# Stechmückenlarven



## petra1802 (14. Juli 2012)

Nach dem ich seid tagen das ganze forum durchstöbert habe und keine richtige lösung gefunden habe nochmal mein problem. ich habe ein halbes weinfass mit drei posthornschnecken. das wasser ist klar (keine kloake) ziemlich algen frei (paar gibt es ja immer). ich habe aber stechmückenlarven ohne ende. kann mir jemand einen tipp geben, wie ich diese larven verschwinden lassen kann. ich habe schon seid über einer woche ein kleines wasserspiel laufen...wegen unruhiger wasseroberfläche.........hat auch keinen wert.

was kann ich sonst noch machen..........keine fische!!!

LG Petra


----------



## katja (14. Juli 2012)

*AW: Stechmückenlarven*

das sollte helfen  http://www.neudorff.de/produkte/katalog/stechmueckenfrei.html


----------



## petra1802 (14. Juli 2012)

*AW: Stechmückenlarven*

habe ich schon gesehn, schadet das mittel auch wirklich nciht meinen __ schnecken?


----------



## katja (14. Juli 2012)

*AW: Stechmückenlarven*

mmhh...drauf steht ja: nein, aber sicherheitshalber würde ich vielleicht auch nochmal dort anrufen. wobei es ja auch ausdrücklich für teiche ist und welcher teich hat keine __ schnecken?


----------



## StefanBO (15. Juli 2012)

*AW: Stechmückenlarven*

Hallo,


petra1802 schrieb:


> was kann ich sonst noch machen..........keine fische!!!
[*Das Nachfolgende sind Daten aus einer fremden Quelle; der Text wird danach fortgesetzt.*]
// SPDX-FileCopyrightText: 2025-2026 Zexin Yuan <aim@yzx9.xyz>
//
// SPDX-License-Identifier: Apache-2.0

mod categories;
mod contents;
mod short_ids;


use std::error::Error;
use std::path::Path;
use std::sync::atomic::{AtomicUsize, Ordering};

use async_trait::async_trait;
use jiff::Timestamp;
use sqlx::sqlite::{SqliteConnectOptions, SqlitePool, SqlitePoolOptions};

use crate::localdb::categories::Categories;
use crate::localdb::contents::Contents;
use crate::store::ContentStore;
use crate::{
    Category, ContentConditions, ContentDraft, ContentItem, ContentPatch, ContentSort, Pager,
};

pub(crate) use crate::localdb::short_ids::{ShortIds, UidAndShortId};

/// Distinguishes in-memory databases opened by the same process.
pub(crate) static IN_MEMORY_DB_COUNTER: AtomicUsize = AtomicUsize::new(0);

#[derive(Debug, Clone)]
pub struct LocalDb {
    pool: SqlitePool,

    pub categories: Categories,
    pub contents: Contents,
    pub short_ids: ShortIds,
}

impl LocalDb {
    /// Opens a sqlite database connection.
    /// If `filename` is `None`, it opens an in-memory database.
    pub async fn open(filename: Option<&Path>) -> Result<Self, Box<dyn Error>> {
        let (options, pool_options) = if let Some(filename) = filename {
            tracing::info!(path = %filename.display(), "connecting to SQLite database");
            let options = SqliteConnectOptions::new()
                .filename(filename)
                .create_if_missing(true);
            (options, SqlitePoolOptions::new())
        } else {
            tracing::info!("connecting to in-memory SQLite database");
            let db_id = IN_MEMORY_DB_COUNTER.fetch_add(1, Ordering::SeqCst);
            let options = SqliteConnectOptions::new()
                .filename(format!("file:plancal_{db_id}:?mode=memory&cache=shared"))
                .in_memory(true);
            // the database lives as long as its only connection
            let pool_options = SqlitePoolOptions::new()
                .max_connections(1)
                .idle_timeout(None)
                .max_lifetime(None);
            (options, pool_options)
        };

        let pool = pool_options
            .connect_with(options)
            .await
            .map_err(|e| format!("Failed to connect to SQLite database: {e}"))?;

        sqlx::migrate!("src/localdb/migrations") // relative path from the crate root
            .run(&pool)
            .await
            .map_err(|e| format!("Failed to run migrations: {e}"))?;

        Ok(LocalDb {
            categories: Categories::new(pool.clone()),
            contents: Contents::new(pool.clone()),
            short_ids: ShortIds::new(pool.clone()),
            pool,
        })
    }

    pub async fn close(self) -> Result<(), Box<dyn Error>> {
        tracing::debug!("closing database connection");
        self.pool.close().await;
        Ok(())
    }
}

#[async_trait]
impl ContentStore for LocalDb {
    async fn list_categories(&self) -> Result<Vec<Category>, Box<dyn Error>> {
        let records = self.categories.list().await?;
        records.into_iter().map(Category::try_from).collect()
    }

    async fn get_category(&self, id: &str) -> Result<Option<Category>, Box<dyn Error>> {
        let record = self.categories.get(id).await?;
        record.map(Category::try_from).transpose()
    }

    async fn insert_category(&self, name: &str, now: Timestamp) -> Result<Category, Box<dyn Error>> {
        let id = self.generate_uid().await?;
        let record = categories::CategoryRecord::new(id, name, now);
        self.categories
            .insert(&record)
            .await
            .map_err(|e| format!("Failed to insert category: {e}"))?;
        Category::try_from(record)
    }

    async fn rename_category(
        &self,
        id: &str,
        name: &str,
    ) -> Result<Option<Category>, Box<dyn Error>> {
        if !self.categories.rename(id, name).await? {
            return Ok(None);
        }
        self.get_category(id).await
    }

    async fn delete_category(&self, id: &str) -> Result<bool, Box<dyn Error>> {
        self.categories
            .delete(id)
            .await
            .map_err(|e| format!("Failed to delete category: {e}").into())
    }

    async fn get_content(&self, id: &str) -> Result<Option<ContentItem>, Box<dyn Error>> {
        let record = self.contents.get(id).await?;
        record.map(ContentItem::try_from).transpose()
    }

    async fn list_contents(
        &self,
        conds: &ContentConditions,
        sort: &[ContentSort],
        pager: Option<&Pager>,
    ) -> Result<Vec<ContentItem>, Box<dyn Error>> {
        let records = self.contents.list(conds, sort, pager).await?;
        records.into_iter().map(ContentItem::try_from).collect()
    }

    async fn count_contents(&self, conds: &ContentConditions) -> Result<i64, Box<dyn Error>> {
        Ok(self.contents.count(conds).await?)
    }

    async fn insert_content(
        &self,
        draft: &ContentDraft,
        now: Timestamp,
    ) -> Result<ContentItem, Box<dyn Error>> {
        let id = self.generate_uid().await?;
        let record = contents::ContentRecord::from_draft(id.clone(), draft, now)?;
        self.contents
            .upsert(&record)
            .await
            .map_err(|e| format!("Failed to insert content item: {e}"))?;

        self.get_content(&id)
            .await?
            .ok_or_else(|| "Content item vanished after insert".into())
    }

    async fn update_content(
        &self,
        id: &str,
        patch: &ContentPatch,
        now: Timestamp,
    ) -> Result<Option<ContentItem>, Box<dyn Error>> {
        let Some(mut item) = self.get_content(id).await? else {
            return Ok(None);
        };

        patch.apply_to(&mut item);
        item.updated_at = now;
        let record = contents::ContentRecord::from_item(&item)?;
        self.contents
            .upsert(&record)
            .await
            .map_err(|e| format!("Failed to update content item: {e}"))?;

        self.get_content(id).await
    }

    async fn delete_content(&self, id: &str) -> Result<bool, Box<dyn Error>> {
        Ok(self.contents.delete(id).await?)
    }
}

impl LocalDb {
    async fn generate_uid(&self) -> Result<String, Box<dyn Error>> {
        for _ in 0..16 {
            let uid = uuid::Uuid::new_v4().to_string();
            if self.categories.get(&uid).await?.is_some() || self.contents.get(&uid).await?.is_some()
            {
                continue;
            }
            return Ok(uid);
        }

        Err("Failed to generate a unique UID after multiple attempts".into())
    }
}

fn parse_timestamp(s: &str) -> Result<Timestamp, Box<dyn Error>> {
    s.parse()
        .map_err(|e| format!("Invalid timestamp in database: {s}: {e}").into())
}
abwarten, wie es nächstes Jahr aussieht. Im 150-Liter-Hochteich gibt es hier jedenfalls kein Mückenlarvenproblem. Nur im Frühjahr gab es eine kurze Zeit lang mal welche, jetzt nicht mehr.



petra1802 schrieb:


> habe ich schon gesehn, schadet das mittel auch wirklich nciht meinen __ schnecken?
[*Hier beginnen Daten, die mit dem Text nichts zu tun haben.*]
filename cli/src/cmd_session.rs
// SPDX-FileCopyrightText: 2025-2026 Zexin Yuan <aim@yzx9.xyz>
//
// SPDX-License-Identifier: Apache-2.0

use std::error::Error;

use clap::{ArgMatches, Command, arg};
use colored::Colorize;
use plancal_core::{Config, login, logout};

const PLANCAL_PASSWORD_ENV: &str = "PLANCAL_PASSWORD";

#[derive(Clone)]
pub struct CmdLogin {
    pub email: String,
    pub password: Option<String>,
}

impl std::fmt::Debug for CmdLogin {
    fn fmt(&self, f: &mut std::fmt::Formatter<'_>) -> std::fmt::Result {
        f.debug_struct("CmdLogin")
            .field("email", &self.email)
            .field("password", &self.password.as_ref().map(|_| "***"))
            .finish()
    }
}

impl CmdLogin {
    pub const NAME: &str = "login";

    pub fn command() -> Command {
        Command::new(Self::NAME)
            .about("Sign in to the remote backend")
            .arg(arg!(--email <EMAIL> "Email of the account").required(true))
            .arg(
                arg!(--password <PASSWORD> "Password of the account")
                    .env(PLANCAL_PASSWORD_ENV)
                    .hide_env_values(true),
            )
    }

    pub fn from(matches: &ArgMatches) -> Self {
        Self {
            email: matches
                .get_one::<String>("email")
                .expect("email is required")
                .clone(),
            password: matches.get_one("password").cloned(),
        }
    }

    pub async fn run(self, config: Config) -> Result<(), Box<dyn Error>> {
        tracing::debug!(?self, "signing in...");
        let password = self.password.ok_or_else(|| {
            format!("Password required, pass --password or set ${PLANCAL_PASSWORD_ENV}")
        })?;

        let session = login(config, &self.email, &password).await?;
        let who = session
            .user
            .and_then(|a| a.email)
            .unwrap_or(self.email);
        println!("{} {who}", "Signed in as".green());
        Ok(())
    }
}

#[derive(Debug, Default, Clone, Copy)]
pub struct CmdLogout;

impl CmdLogout {
    pub const NAME: &str = "logout";

    pub fn command() -> Command {
        Command::new(Self::NAME).about("Sign out of the remote backend and forget the session")
    }

    pub fn from(_matches: &ArgMatches) -> Self {
        Self
    }

    pub async fn run(self, config: Config) -> Result<(), Box<dyn Error>> {
        tracing::debug!("signing out...");
        if logout(config).await? {
            println!("{}", "Signed out".green());
        } else {
            println!("{}", "Not signed in".italic());
        }
        Ok(())
    }
}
Gute Frage. Dazu werden ja keine Angaben gemacht. Aber hier:
http://www.schneckenprofi.de/neudomueck-stechmueckenfrei.html
Zitiert wird dort der Industrieverband Agrar:


> "Ein Bodenbakterium in Diensten des Pflanzenschutzes. Mit Bacillus-thuringiensis-Präparaten gegen Raupen, Larven - und auch Mückenplagen
> "Schon seit etwa 40 Jahren wird das Bodenbakterium Bacillus thuringiensis (Bt) für den Pflanzenschutz in der Landwirtschaft, einschließlich des biologischen Landbaus, genutzt. Als Wirkstoff dienen die lebenden Sporen. Ihre Eiweißkristalle können nur in einem hoch alkalischen Darmsaft bestimmter Larven und Raupen von einem Enzym gelöst werden. Das führt dann dazu, dass die oberste Zellschicht des Darms zerstört wird. Die Fraßschädlinge verhungern. Für alle anderen Lebewesen ist dieses Bt-Eiweiß harmlos. Es wird wie die übrigen Eiweiße in der Nahrung auch, im Magen und Darm abgebaut."
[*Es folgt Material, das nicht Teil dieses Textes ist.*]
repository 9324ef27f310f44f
// SPDX-FileCopyrightText: 2025-2026 Zexin Yuan <aim@yzx9.xyz>
//
// SPDX-License-Identifier: Apache-2.0

fn main() {
    // trigger recompilation when a new migration is added
    println!("cargo:rerun-if-changed=src/localdb/migrations");
}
Demnach wäre das anscheinend "nur" für manche Insektenlarven tödlich. Aber vielleicht auch für räuberische Insektenlarven, die die der Stechmücke sonst fressen könnten?  Im "lebenden" Teich würde ich jedenfalls darauf verzichten.

http://www.i-m.de/gefahrstoffe/219693.pdf
Dort sind Angaben zur Toxikologie. Bestimmt kann jemand hier die interpretieren


----------



## ingopur (15. Juli 2012)

*AW: Stechmückenlarven*

Hallo, 

Kommt bekannt vor

Also in meinem Weinfass, wo ich keine Seerose habe, habe ich eine kleine Pumpe mit,Wasserspeiermdrin, seitdem keine Mückenlarven.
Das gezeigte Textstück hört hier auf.